Expanding PFAS Identification with Transformation Product Libraries: Nontargeted Analysis Reveals Biotransformation Products in Mice

Abstract

Per- and polyfluoroalkyl substances (PFAS) are widely used persistent synthetic chemicals that have been linked to adverse health effects. While the behavior of PFAS has been evaluated in the environment, our understanding of reaction products in mammalian systems is limited. This study identified biological PFAS transformation products and generated mass spectral libraries to facilitate an automated search and identification. The biological transformation products of 27 PFAS, spanning 5 chemical subclasses (alcohols, sulfonamides, carboxylic acids, ethers, and esters), were evaluated following enzymatic reaction with mouse liver S9 fractions. Four major pathways were identified by liquid chromatography-high-resolution mass spectrometry: glucuronidation, sulfation, dealkylation, and oxidation.
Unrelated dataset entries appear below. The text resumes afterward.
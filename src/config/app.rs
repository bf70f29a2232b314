//! Main application configuration
//!
//! Defines the primary configuration structures for the summit-session
//! client, including environment variable loading, TOML file loading, and
//! validation.

use crate::directory::DirectoryConfig;
use crate::identity::IdentityConfig;
use crate::session::SessionConfig;
use anyhow::{anyhow, Context, Result};
use serde::{Deserialize, Serialize};
use std::env;
use std::path::Path;
use std::time::Duration;

/// Main application configuration
#[derive(Debug, Clone, Default, Serialize, Deserialize)]
#[serde(default)]
pub struct AppConfig {
    pub service: ServiceSettings,
    pub directory: DirectorySettings,
    pub rate_limit: RateLimitSettings,
    pub session: SessionSettings,
    pub identity: IdentitySettings,
}

/// Service-level settings
#[derive(Debug, Clone, Serialize, Deserialize)]
#[serde(default)]
pub struct ServiceSettings {
    /// Service name for logging
    pub name: String,
    /// Log level (trace, debug, info, warn, error)
    pub log_level: String,
}

/// Lobby discovery settings
#[derive(Debug, Clone, Serialize, Deserialize)]
#[serde(default)]
pub struct DirectorySettings {
    /// Result cap for discovery queries
    pub max_results: usize,
    /// Seconds between automatic refreshes
    pub auto_refresh_interval_seconds: i64,
    /// Whether auto-refresh starts enabled
    pub auto_refresh: bool,
}

/// Outbound request budget settings
#[derive(Debug, Clone, Serialize, Deserialize)]
#[serde(default)]
pub struct RateLimitSettings {
    /// Requests admitted per sliding minute
    pub max_requests_per_minute: usize,
    /// Cooldown after a backend-signaled rate limit, in seconds
    pub cooldown_seconds: i64,
}

/// Session creation settings
#[derive(Debug, Clone, Serialize, Deserialize)]
#[serde(default)]
pub struct SessionSettings {
    /// Capacity of lobbies this client creates
    pub max_players: usize,
    /// Public game-mode tag for created lobbies
    pub game_mode: String,
    /// Public version tag for created lobbies
    pub client_version: String,
}

/// Sign-in handshake settings
#[derive(Debug, Clone, Serialize, Deserialize)]
#[serde(default)]
pub struct IdentitySettings {
    /// Maximum sign-in attempts before a terminal failure
    pub max_sign_in_attempts: u32,
    /// Delay before the first sign-in retry, in milliseconds
    pub retry_delay_ms: u64,
}

impl Default for ServiceSettings {
    fn default() -> Self {
        Self {
            name: "summit-session".to_string(),
            log_level: "info".to_string(),
        }
    }
}

impl Default for DirectorySettings {
    fn default() -> Self {
        Self {
            max_results: 25,
            auto_refresh_interval_seconds: 15,
            // Idle clients do not poll unless explicitly enabled
            auto_refresh: false,
        }
    }
}

impl Default for RateLimitSettings {
    fn default() -> Self {
        Self {
            max_requests_per_minute: 30,
            cooldown_seconds: 60,
        }
    }
}

impl Default for SessionSettings {
    fn default() -> Self {
        Self {
            max_players: 16,
            game_mode: "RockRun".to_string(),
            client_version: env!("CARGO_PKG_VERSION").to_string(),
        }
    }
}

impl Default for IdentitySettings {
    fn default() -> Self {
        Self {
            max_sign_in_attempts: 3,
            retry_delay_ms: 1000,
        }
    }
}

impl AppConfig {
    /// Load configuration from environment variables with fallback to defaults
    pub fn from_env() -> Result<Self> {
        let mut config = Self::default();

        // Service settings
        if let Ok(name) = env::var("SERVICE_NAME") {
            config.service.name = name;
        }
        if let Ok(log_level) = env::var("LOG_LEVEL") {
            config.service.log_level = log_level;
        }

        // Directory settings
        if let Ok(max_results) = env::var("DIRECTORY_MAX_RESULTS") {
            config.directory.max_results = max_results
                .parse()
                .map_err(|_| anyhow!("Invalid DIRECTORY_MAX_RESULTS value: {}", max_results))?;
        }
        if let Ok(interval) = env::var("AUTO_REFRESH_INTERVAL_SECONDS") {
            config.directory.auto_refresh_interval_seconds = interval.parse().map_err(|_| {
                anyhow!("Invalid AUTO_REFRESH_INTERVAL_SECONDS value: {}", interval)
            })?;
        }
        if let Ok(enabled) = env::var("AUTO_REFRESH_ENABLED") {
            config.directory.auto_refresh = enabled
                .parse()
                .map_err(|_| anyhow!("Invalid AUTO_REFRESH_ENABLED value: {}", enabled))?;
        }

        // Rate limit settings
        if let Ok(max_requests) = env::var("MAX_REQUESTS_PER_MINUTE") {
            config.rate_limit.max_requests_per_minute = max_requests
                .parse()
                .map_err(|_| anyhow!("Invalid MAX_REQUESTS_PER_MINUTE value: {}", max_requests))?;
        }
        if let Ok(cooldown) = env::var("RATE_LIMIT_COOLDOWN_SECONDS") {
            config.rate_limit.cooldown_seconds = cooldown.parse().map_err(|_| {
                anyhow!("Invalid RATE_LIMIT_COOLDOWN_SECONDS value: {}", cooldown)
            })?;
        }

        // Session settings
        if let Ok(max_players) = env::var("SESSION_MAX_PLAYERS") {
            config.session.max_players = max_players
                .parse()
                .map_err(|_| anyhow!("Invalid SESSION_MAX_PLAYERS value: {}", max_players))?;
        }
        if let Ok(game_mode) = env::var("GAME_MODE") {
            config.session.game_mode = game_mode;
        }

        // Identity settings
        if let Ok(attempts) = env::var("SIGN_IN_MAX_ATTEMPTS") {
            config.identity.max_sign_in_attempts = attempts
                .parse()
                .map_err(|_| anyhow!("Invalid SIGN_IN_MAX_ATTEMPTS value: {}", attempts))?;
        }
        if let Ok(delay) = env::var("SIGN_IN_RETRY_DELAY_MS") {
            config.identity.retry_delay_ms = delay
                .parse()
                .map_err(|_| anyhow!("Invalid SIGN_IN_RETRY_DELAY_MS value: {}", delay))?;
        }

        validate_config(&config)?;
        Ok(config)
    }

    /// Load configuration from a TOML file
    pub fn from_file(path: &Path) -> Result<Self> {
        let contents = std::fs::read_to_string(path)
            .with_context(|| format!("Failed to read config file {}", path.display()))?;
        let config: Self = toml::from_str(&contents)
            .with_context(|| format!("Failed to parse config file {}", path.display()))?;

        validate_config(&config)?;
        Ok(config)
    }

    /// Get the auto-refresh interval as a Duration
    pub fn auto_refresh_interval(&self) -> Duration {
        Duration::from_secs(self.directory.auto_refresh_interval_seconds.max(0) as u64)
    }

    /// Get the sign-in retry delay as a Duration
    pub fn sign_in_retry_delay(&self) -> Duration {
        Duration::from_millis(self.identity.retry_delay_ms)
    }

    /// Directory component configuration
    pub fn directory_config(&self) -> DirectoryConfig {
        DirectoryConfig {
            max_results: self.directory.max_results,
            auto_refresh_interval_seconds: self.directory.auto_refresh_interval_seconds,
            auto_refresh: self.directory.auto_refresh,
            max_requests_per_minute: self.rate_limit.max_requests_per_minute,
            cooldown_seconds: self.rate_limit.cooldown_seconds,
        }
    }

    /// Session orchestrator configuration
    pub fn session_config(&self) -> SessionConfig {
        SessionConfig {
            max_players: self.session.max_players,
            game_mode: self.session.game_mode.clone(),
            client_version: self.session.client_version.clone(),
        }
    }

    /// Identity sign-in configuration
    pub fn identity_config(&self) -> IdentityConfig {
        IdentityConfig {
            max_attempts: self.identity.max_sign_in_attempts,
            retry_delay_ms: self.identity.retry_delay_ms,
        }
    }
}

/// Validate configuration values
pub fn validate_config(config: &AppConfig) -> Result<()> {
    // Validate log level
    match config.service.log_level.to_lowercase().as_str() {
        "trace" | "debug" | "info" | "warn" | "error" => {}
        _ => return Err(anyhow!("Invalid log level: {}", config.service.log_level)),
    }

    // Validate directory settings
    if config.directory.max_results == 0 {
        return Err(anyhow!("Directory max results must be greater than 0"));
    }
    if config.directory.auto_refresh_interval_seconds <= 0 {
        return Err(anyhow!("Auto refresh interval must be greater than 0"));
    }

    // Validate rate limit settings
    if config.rate_limit.max_requests_per_minute == 0 {
        return Err(anyhow!("Max requests per minute must be greater than 0"));
    }
    if config.rate_limit.cooldown_seconds <= 0 {
        return Err(anyhow!("Rate limit cooldown must be greater than 0"));
    }

    // Validate session settings
    if config.session.max_players == 0 {
        return Err(anyhow!("Session max players must be greater than 0"));
    }
    if config.session.game_mode.is_empty() {
        return Err(anyhow!("Game mode cannot be empty"));
    }

    // Validate identity settings
    if config.identity.max_sign_in_attempts == 0 {
        return Err(anyhow!("Sign-in attempts must be greater than 0"));
    }

    Ok(())
}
Class-based fragmentation rules and associated PFAS transformation product libraries were generated and integrated into an automated nontargeted PFAS data analysis software (FluoroMatch). Fragmentation was additionally predicted for the potential transformation products of more than 2,500 PFAS in the EPA CompTox Chemicals Dashboard PFASSTRUCTv4. Generated mass spectral libraries were validated by applying FluoroMatch to a data set of urine from aqueous film-forming foam (AFFF)-dosed mice. Toxicity predictions showed identified PFAS transformation products to be potential developmental and mutagenic toxicants. This research enables more comprehensive PFAS characterization in biological systems, which will improve the assessment of exposures and evaluation of the associated health impacts.